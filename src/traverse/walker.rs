use std::collections::{HashSet, VecDeque};

use crate::analysis::{cone_set, cone_set_to_cut, next_nodes};
use crate::cuts::Cut;
use crate::error::Error;
use crate::network::{GNet, GateId};
use crate::traverse::visitor::{Visitor, VisitorFlag};

/// Drives a [`Visitor`] over a net in topological order
///
/// All walks call `on_node_begin` and, if it returns
/// [`VisitorFlag::Continue`], `on_node_end` on each visited node.
pub struct Walker<'a, V> {
    net: &'a GNet,
    visitor: &'a mut V,
}

impl<'a, V: Visitor> Walker<'a, V> {
    /// * `net` - net to be traced.
    /// * `visitor` - node handler.
    pub fn new(net: &'a GNet, visitor: &'a mut V) -> Walker<'a, V> {
        Walker { net, visitor }
    }

    /// Trace the whole net in topological (or reverse-topological) order
    pub fn walk(&mut self, forward: bool) -> Result<(), Error> {
        let order = self.net.topological_order()?;
        self.walk_sequence(&order, forward);
        Ok(())
    }

    /// Trace an explicit node sequence, forward or reversed
    pub fn walk_sequence(&mut self, nodes: &[GateId], forward: bool) {
        if forward {
            for &node in nodes {
                if call_visitor(self.net, &mut *self.visitor, node) == VisitorFlag::FinishAllNodes {
                    return;
                }
            }
        } else {
            for &node in nodes.iter().rev() {
                if call_visitor(self.net, &mut *self.visitor, node) == VisitorFlag::FinishAllNodes {
                    return;
                }
            }
        }
    }

    /// Trace the maximum cone of `start`, from the vertex toward the
    /// sources (`forward = false`) or the targets (`forward = true`)
    pub fn walk_cone(&mut self, start: GateId, forward: bool) {
        let accessed = cone_set(self.net, start, forward);
        self.run_bounded(vec![start], accessed, forward);
    }

    /// Trace the cone between `start` and `cut`, from the vertex toward
    /// the cut
    pub fn walk_cone_cut(&mut self, start: GateId, cut: &Cut, forward: bool) {
        let accessed = cone_set_to_cut(self.net, start, cut, forward);
        self.run_bounded(vec![start], accessed, forward);
    }

    /// Trace the cone between `cut` and `end`, from the cut toward the
    /// vertex; nodes are visited in a topologically consistent order
    pub fn walk_cut_cone(&mut self, cut: &Cut, end: GateId, forward: bool) {
        let accessed = cone_set_to_cut(self.net, end, cut, forward);
        self.run_bounded(cut.iter().copied().collect(), accessed, !forward);
    }

    /// Trace from a frontier of nodes; neighbors in `used` are treated as
    /// already satisfied and do not block a visit
    pub fn walk_frontier<I>(&mut self, start: I, used: &HashSet<GateId>)
    where
        I: IntoIterator<Item = GateId>,
    {
        let net = self.net;
        let visitor = &mut *self.visitor;
        let mut call = |node| call_visitor(net, &mut *visitor, node);
        frontier_walk(net, start.into_iter().collect(), used, true, &mut call);
    }

    fn run_bounded(&mut self, seeds: Vec<GateId>, mut accessed: HashSet<GateId>, forward: bool) {
        let net = self.net;
        let visitor = &mut *self.visitor;
        let mut call = |node| call_visitor(net, &mut *visitor, node);
        bounded_walk(net, seeds, &mut accessed, forward, &mut call);
    }
}

pub(crate) fn call_visitor<V: Visitor>(net: &GNet, visitor: &mut V, node: GateId) -> VisitorFlag {
    let flag = visitor.on_node_begin(net, node);
    if flag != VisitorFlag::Continue {
        return flag;
    }
    visitor.on_node_end(net, node)
}

/// BFS over the `accessed` region, popping a node only once every
/// direction-relevant neighbor has been consumed
pub(crate) fn bounded_walk(
    net: &GNet,
    seeds: Vec<GateId>,
    accessed: &mut HashSet<GateId>,
    forward: bool,
    call: &mut dyn FnMut(GateId) -> VisitorFlag,
) {
    let mut bfs: VecDeque<GateId> = seeds.into();
    while let Some(&cur) = bfs.front() {
        if accessed.contains(&cur) {
            if neighbors_consumed(net, accessed, cur, forward) {
                accessed.remove(&cur);
                let flag = call(cur);
                match flag {
                    VisitorFlag::FinishAllNodes => return,
                    VisitorFlag::FinishFurtherNodes => continue,
                    VisitorFlag::Continue | VisitorFlag::Skip => {}
                }
                for node in next_nodes(net, cur, forward) {
                    bfs.push_back(node);
                }
                if flag == VisitorFlag::Skip {
                    continue;
                }
            } else {
                // revisit the blocking neighbors first; the current node is
                // re-enqueued once one of them is consumed
                for node in next_nodes(net, cur, !forward) {
                    if accessed.contains(&node) {
                        bfs.push_back(node);
                    }
                }
            }
        }
        bfs.pop_front();
    }
}

/// BFS from a frontier; `used` nodes never block a visit
pub(crate) fn frontier_walk(
    net: &GNet,
    seeds: VecDeque<GateId>,
    used: &HashSet<GateId>,
    forward: bool,
    call: &mut dyn FnMut(GateId) -> VisitorFlag,
) {
    let mut visited: HashSet<GateId> = HashSet::new();
    let mut bfs = seeds;
    while let Some(&cur) = bfs.front() {
        if !visited.contains(&cur) {
            if frontier_ready(net, &visited, used, cur, forward) {
                visited.insert(cur);
                let flag = call(cur);
                match flag {
                    VisitorFlag::FinishAllNodes => return,
                    VisitorFlag::FinishFurtherNodes => continue,
                    VisitorFlag::Continue | VisitorFlag::Skip => {}
                }
                for node in next_nodes(net, cur, forward) {
                    bfs.push_back(node);
                }
                if flag == VisitorFlag::Skip {
                    continue;
                }
            } else {
                for node in next_nodes(net, cur, !forward) {
                    if !visited.contains(&node) {
                        bfs.push_back(node);
                    }
                }
            }
        }
        bfs.pop_front();
    }
}

/// Whether no direction-relevant neighbor of `node` is still accessed
fn neighbors_consumed(net: &GNet, accessed: &HashSet<GateId>, node: GateId, forward: bool) -> bool {
    if forward {
        net.gate(node)
            .inputs()
            .iter()
            .all(|input| !accessed.contains(input))
    } else {
        net.gate(node)
            .links()
            .iter()
            .all(|link| !accessed.contains(&link.target))
    }
}

/// Whether every direction-relevant neighbor of `node` is visited or
/// assumed satisfied
fn frontier_ready(
    net: &GNet,
    visited: &HashSet<GateId>,
    used: &HashSet<GateId>,
    node: GateId,
    forward: bool,
) -> bool {
    if forward {
        net.gate(node)
            .inputs()
            .iter()
            .all(|input| visited.contains(input) || used.contains(input))
    } else {
        net.gate(node)
            .links()
            .iter()
            .all(|link| visited.contains(&link.target) || used.contains(&link.target))
    }
}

========================

WORK REQUIRED: How many lines in the listing contain the word "over"? Answer with the count and nothing else.

ANSWER TO THE EXERCISE: 2